START DATASET RECORDS

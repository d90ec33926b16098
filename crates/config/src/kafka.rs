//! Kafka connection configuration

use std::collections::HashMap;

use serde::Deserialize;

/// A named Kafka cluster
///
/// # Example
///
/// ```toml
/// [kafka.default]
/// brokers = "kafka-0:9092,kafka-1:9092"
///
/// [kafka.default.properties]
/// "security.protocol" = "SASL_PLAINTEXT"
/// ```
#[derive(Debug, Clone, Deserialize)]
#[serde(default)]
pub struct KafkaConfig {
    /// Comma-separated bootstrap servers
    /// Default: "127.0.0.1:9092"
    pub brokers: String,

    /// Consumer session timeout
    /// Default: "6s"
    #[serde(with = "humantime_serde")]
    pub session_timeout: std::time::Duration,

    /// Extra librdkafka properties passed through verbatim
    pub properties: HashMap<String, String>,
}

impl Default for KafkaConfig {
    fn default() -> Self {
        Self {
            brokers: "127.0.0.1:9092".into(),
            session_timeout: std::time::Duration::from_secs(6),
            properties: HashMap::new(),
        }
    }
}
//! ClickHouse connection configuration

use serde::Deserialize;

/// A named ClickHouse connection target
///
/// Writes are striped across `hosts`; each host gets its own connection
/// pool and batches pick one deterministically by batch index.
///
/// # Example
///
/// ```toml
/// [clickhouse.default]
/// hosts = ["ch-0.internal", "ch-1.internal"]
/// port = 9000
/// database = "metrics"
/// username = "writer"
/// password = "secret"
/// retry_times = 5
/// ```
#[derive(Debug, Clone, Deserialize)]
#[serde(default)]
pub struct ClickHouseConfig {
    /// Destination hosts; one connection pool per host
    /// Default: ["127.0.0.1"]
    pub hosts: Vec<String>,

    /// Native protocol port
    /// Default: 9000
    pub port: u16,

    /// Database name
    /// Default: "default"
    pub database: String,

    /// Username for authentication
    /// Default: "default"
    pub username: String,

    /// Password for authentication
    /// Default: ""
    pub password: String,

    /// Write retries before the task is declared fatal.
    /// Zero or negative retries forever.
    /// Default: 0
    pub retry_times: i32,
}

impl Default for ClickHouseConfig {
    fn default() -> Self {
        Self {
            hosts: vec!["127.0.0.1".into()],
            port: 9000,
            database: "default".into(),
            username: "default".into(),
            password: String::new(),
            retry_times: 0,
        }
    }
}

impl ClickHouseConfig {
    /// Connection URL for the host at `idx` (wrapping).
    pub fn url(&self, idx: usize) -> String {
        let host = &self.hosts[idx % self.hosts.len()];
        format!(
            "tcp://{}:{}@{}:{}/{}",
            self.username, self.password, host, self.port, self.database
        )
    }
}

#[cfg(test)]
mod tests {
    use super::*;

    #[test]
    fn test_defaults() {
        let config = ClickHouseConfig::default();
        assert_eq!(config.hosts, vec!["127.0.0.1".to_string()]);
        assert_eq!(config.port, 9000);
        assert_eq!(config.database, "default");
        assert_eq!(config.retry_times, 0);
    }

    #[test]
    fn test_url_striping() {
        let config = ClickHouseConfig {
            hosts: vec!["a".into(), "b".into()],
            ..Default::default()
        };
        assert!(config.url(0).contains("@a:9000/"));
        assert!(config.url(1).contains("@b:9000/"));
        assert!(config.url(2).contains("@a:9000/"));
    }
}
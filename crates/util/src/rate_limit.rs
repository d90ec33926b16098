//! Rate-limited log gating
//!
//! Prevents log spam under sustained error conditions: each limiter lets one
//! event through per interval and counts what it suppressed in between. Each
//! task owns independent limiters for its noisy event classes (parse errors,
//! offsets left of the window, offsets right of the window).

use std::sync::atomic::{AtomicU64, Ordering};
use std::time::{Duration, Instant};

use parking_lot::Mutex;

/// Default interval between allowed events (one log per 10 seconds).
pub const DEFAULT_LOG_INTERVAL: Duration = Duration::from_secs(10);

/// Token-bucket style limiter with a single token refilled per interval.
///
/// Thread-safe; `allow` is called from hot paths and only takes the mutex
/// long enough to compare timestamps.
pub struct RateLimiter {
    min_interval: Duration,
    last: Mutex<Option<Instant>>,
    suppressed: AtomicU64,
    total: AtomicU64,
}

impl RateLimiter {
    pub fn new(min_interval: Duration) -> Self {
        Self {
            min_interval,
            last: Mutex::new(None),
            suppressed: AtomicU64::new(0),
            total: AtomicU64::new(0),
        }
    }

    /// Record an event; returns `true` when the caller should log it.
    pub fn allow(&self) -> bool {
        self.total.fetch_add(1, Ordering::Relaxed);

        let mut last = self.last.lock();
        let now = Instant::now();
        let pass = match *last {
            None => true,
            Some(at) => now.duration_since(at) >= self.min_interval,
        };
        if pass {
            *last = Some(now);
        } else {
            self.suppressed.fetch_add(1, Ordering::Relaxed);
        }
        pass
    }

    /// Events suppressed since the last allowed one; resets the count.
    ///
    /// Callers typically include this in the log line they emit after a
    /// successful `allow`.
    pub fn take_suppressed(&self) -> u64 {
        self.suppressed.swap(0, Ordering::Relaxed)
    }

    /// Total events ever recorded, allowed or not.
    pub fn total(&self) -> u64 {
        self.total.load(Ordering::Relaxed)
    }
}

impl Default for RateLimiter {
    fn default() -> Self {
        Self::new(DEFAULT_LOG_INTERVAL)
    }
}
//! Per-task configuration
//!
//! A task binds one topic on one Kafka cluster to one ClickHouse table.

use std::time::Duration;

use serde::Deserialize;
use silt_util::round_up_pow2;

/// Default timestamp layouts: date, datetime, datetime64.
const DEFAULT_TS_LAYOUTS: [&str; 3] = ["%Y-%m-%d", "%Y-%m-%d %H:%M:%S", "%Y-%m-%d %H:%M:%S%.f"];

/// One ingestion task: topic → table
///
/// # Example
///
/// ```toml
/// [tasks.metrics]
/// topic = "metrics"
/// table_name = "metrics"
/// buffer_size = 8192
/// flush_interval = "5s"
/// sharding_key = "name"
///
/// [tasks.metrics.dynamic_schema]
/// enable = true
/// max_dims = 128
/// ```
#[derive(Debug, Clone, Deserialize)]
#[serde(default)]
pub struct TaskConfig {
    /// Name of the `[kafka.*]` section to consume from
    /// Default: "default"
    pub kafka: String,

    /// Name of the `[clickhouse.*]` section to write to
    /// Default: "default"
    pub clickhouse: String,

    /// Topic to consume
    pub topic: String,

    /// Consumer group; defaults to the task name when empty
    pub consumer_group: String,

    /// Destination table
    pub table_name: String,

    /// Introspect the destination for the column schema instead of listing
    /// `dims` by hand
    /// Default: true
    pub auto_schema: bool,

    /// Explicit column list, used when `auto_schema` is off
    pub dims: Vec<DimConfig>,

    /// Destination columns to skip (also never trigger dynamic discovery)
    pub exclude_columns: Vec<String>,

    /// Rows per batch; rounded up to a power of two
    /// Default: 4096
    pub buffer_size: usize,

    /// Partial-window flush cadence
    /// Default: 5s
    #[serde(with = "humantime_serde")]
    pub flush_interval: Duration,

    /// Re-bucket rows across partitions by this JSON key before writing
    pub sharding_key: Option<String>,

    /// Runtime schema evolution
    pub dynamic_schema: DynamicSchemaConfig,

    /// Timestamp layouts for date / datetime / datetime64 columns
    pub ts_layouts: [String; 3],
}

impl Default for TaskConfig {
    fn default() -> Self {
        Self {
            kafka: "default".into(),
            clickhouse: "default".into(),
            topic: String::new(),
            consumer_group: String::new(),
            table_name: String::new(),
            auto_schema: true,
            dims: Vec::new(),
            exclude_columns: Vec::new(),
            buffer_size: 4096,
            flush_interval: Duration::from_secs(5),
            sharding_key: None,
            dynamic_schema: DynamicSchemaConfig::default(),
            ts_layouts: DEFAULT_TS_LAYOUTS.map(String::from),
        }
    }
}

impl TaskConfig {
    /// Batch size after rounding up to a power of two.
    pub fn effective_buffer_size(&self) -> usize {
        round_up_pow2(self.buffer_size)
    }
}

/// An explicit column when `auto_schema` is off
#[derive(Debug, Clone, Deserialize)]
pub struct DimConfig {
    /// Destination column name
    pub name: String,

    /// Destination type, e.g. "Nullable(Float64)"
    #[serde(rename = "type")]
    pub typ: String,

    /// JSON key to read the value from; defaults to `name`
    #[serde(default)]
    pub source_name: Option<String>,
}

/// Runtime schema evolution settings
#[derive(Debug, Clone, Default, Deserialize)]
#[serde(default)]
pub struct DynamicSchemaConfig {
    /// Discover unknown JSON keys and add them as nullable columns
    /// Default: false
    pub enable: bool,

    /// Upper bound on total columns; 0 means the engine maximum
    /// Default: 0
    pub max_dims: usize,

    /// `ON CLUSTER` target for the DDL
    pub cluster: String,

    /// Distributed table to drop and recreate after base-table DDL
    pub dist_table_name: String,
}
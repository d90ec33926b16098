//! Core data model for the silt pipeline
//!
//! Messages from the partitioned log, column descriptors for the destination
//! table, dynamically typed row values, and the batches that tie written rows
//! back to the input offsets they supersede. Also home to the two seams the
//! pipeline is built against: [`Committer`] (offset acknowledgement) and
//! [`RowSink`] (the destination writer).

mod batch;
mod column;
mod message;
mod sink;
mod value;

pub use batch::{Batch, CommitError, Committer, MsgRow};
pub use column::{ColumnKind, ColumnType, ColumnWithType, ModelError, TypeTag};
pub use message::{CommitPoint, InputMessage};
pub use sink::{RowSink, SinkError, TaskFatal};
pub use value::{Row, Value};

END DATASET RECORDS

**PROBLEM:** Out of the data above, return each line where the word "Ordering" can be found.

**SOLUTION TO THIS EXERCISE:**
use std::sync::atomic::{AtomicU64, Ordering};
        self.total.fetch_add(1, Ordering::Relaxed);
            self.suppressed.fetch_add(1, Ordering::Relaxed);
        self.suppressed.swap(0, Ordering::Relaxed)
        self.total.load(Ordering::Relaxed)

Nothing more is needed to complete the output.